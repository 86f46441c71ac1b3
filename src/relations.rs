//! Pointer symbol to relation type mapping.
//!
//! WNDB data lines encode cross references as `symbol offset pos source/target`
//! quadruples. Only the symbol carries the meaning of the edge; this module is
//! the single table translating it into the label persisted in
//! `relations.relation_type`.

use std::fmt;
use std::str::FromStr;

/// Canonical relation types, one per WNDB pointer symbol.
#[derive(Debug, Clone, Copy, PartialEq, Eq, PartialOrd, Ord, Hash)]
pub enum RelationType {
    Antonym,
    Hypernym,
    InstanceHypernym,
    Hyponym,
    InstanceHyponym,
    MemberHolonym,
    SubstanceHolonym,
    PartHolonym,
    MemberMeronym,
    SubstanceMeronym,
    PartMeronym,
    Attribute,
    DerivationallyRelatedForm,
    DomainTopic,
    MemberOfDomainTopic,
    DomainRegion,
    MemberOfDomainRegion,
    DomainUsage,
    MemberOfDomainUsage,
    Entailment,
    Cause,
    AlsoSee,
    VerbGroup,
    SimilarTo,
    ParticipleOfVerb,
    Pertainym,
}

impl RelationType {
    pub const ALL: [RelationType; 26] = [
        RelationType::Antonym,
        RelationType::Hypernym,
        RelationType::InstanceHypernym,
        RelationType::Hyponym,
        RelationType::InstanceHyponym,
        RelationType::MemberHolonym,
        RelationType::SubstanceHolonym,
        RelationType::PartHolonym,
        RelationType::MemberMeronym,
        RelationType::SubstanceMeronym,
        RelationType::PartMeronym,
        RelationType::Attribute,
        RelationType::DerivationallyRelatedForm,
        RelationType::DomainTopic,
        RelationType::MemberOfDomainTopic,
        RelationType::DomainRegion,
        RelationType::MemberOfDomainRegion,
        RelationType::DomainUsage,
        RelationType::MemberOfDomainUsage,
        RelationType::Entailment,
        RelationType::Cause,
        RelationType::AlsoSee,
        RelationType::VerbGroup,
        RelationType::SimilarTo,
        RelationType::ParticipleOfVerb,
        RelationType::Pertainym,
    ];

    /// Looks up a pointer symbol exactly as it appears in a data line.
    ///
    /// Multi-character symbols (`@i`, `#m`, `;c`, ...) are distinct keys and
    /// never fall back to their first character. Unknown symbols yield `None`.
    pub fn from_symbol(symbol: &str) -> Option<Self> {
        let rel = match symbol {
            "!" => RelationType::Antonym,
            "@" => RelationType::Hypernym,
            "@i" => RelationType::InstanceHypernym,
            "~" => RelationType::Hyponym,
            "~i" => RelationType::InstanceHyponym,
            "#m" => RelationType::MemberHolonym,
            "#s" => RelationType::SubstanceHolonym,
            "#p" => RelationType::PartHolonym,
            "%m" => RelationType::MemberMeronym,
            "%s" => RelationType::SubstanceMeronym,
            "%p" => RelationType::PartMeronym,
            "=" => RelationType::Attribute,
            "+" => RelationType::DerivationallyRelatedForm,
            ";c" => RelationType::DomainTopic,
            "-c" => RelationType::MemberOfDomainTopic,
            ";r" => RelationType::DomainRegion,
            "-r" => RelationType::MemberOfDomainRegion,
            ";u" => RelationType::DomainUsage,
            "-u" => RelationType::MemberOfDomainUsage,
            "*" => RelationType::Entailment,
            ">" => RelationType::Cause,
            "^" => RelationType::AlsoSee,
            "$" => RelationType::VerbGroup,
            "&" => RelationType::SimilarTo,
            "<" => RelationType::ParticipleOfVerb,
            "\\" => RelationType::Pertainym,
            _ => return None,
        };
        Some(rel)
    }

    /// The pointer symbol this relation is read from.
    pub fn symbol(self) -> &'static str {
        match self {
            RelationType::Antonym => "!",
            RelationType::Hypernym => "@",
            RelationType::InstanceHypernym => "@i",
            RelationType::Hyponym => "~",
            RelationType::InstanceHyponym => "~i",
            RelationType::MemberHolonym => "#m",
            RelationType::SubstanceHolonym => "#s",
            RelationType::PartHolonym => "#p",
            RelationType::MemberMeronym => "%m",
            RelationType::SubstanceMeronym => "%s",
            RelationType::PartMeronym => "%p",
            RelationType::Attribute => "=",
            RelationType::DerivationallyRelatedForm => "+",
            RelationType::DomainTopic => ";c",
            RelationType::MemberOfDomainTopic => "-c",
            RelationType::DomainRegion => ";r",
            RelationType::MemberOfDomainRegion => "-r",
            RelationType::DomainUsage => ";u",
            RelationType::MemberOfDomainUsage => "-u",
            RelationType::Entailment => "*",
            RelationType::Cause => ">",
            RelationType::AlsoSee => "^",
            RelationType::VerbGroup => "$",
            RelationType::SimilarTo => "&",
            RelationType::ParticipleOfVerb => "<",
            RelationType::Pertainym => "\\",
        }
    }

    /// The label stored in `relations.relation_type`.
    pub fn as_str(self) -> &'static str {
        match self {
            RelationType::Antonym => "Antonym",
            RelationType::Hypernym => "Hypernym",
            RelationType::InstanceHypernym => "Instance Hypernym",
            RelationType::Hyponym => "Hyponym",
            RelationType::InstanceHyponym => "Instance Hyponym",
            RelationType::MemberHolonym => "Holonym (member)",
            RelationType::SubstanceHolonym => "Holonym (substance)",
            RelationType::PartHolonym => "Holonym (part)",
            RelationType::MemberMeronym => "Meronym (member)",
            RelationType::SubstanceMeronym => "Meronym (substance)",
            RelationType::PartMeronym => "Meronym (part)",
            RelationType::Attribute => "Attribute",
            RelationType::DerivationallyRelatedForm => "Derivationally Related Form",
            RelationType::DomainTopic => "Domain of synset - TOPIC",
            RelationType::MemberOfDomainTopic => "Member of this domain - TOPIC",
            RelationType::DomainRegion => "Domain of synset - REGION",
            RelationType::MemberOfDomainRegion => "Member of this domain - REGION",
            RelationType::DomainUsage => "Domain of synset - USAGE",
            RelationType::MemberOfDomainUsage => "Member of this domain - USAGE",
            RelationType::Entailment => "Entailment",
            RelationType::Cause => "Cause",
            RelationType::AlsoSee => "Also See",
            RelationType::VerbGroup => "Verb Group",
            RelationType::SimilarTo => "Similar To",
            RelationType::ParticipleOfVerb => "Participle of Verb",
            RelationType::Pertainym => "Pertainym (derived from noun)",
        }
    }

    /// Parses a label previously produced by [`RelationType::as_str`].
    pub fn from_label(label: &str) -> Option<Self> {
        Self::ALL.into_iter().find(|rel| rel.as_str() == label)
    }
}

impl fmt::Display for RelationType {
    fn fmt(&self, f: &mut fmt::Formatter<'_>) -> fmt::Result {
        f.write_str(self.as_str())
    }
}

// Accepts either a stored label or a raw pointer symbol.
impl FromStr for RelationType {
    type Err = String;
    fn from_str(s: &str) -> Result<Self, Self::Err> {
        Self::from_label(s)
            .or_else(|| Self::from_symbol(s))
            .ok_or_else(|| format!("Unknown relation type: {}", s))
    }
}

---*---

*TASK DETAILS:*
Which lines above hold the string "Option"? Copy each of them.

*SOLUTION TO THIS PROBLEM:*
    pub fn from_symbol(symbol: &str) -> Option<Self> {
    pub fn from_label(label: &str) -> Option<Self> {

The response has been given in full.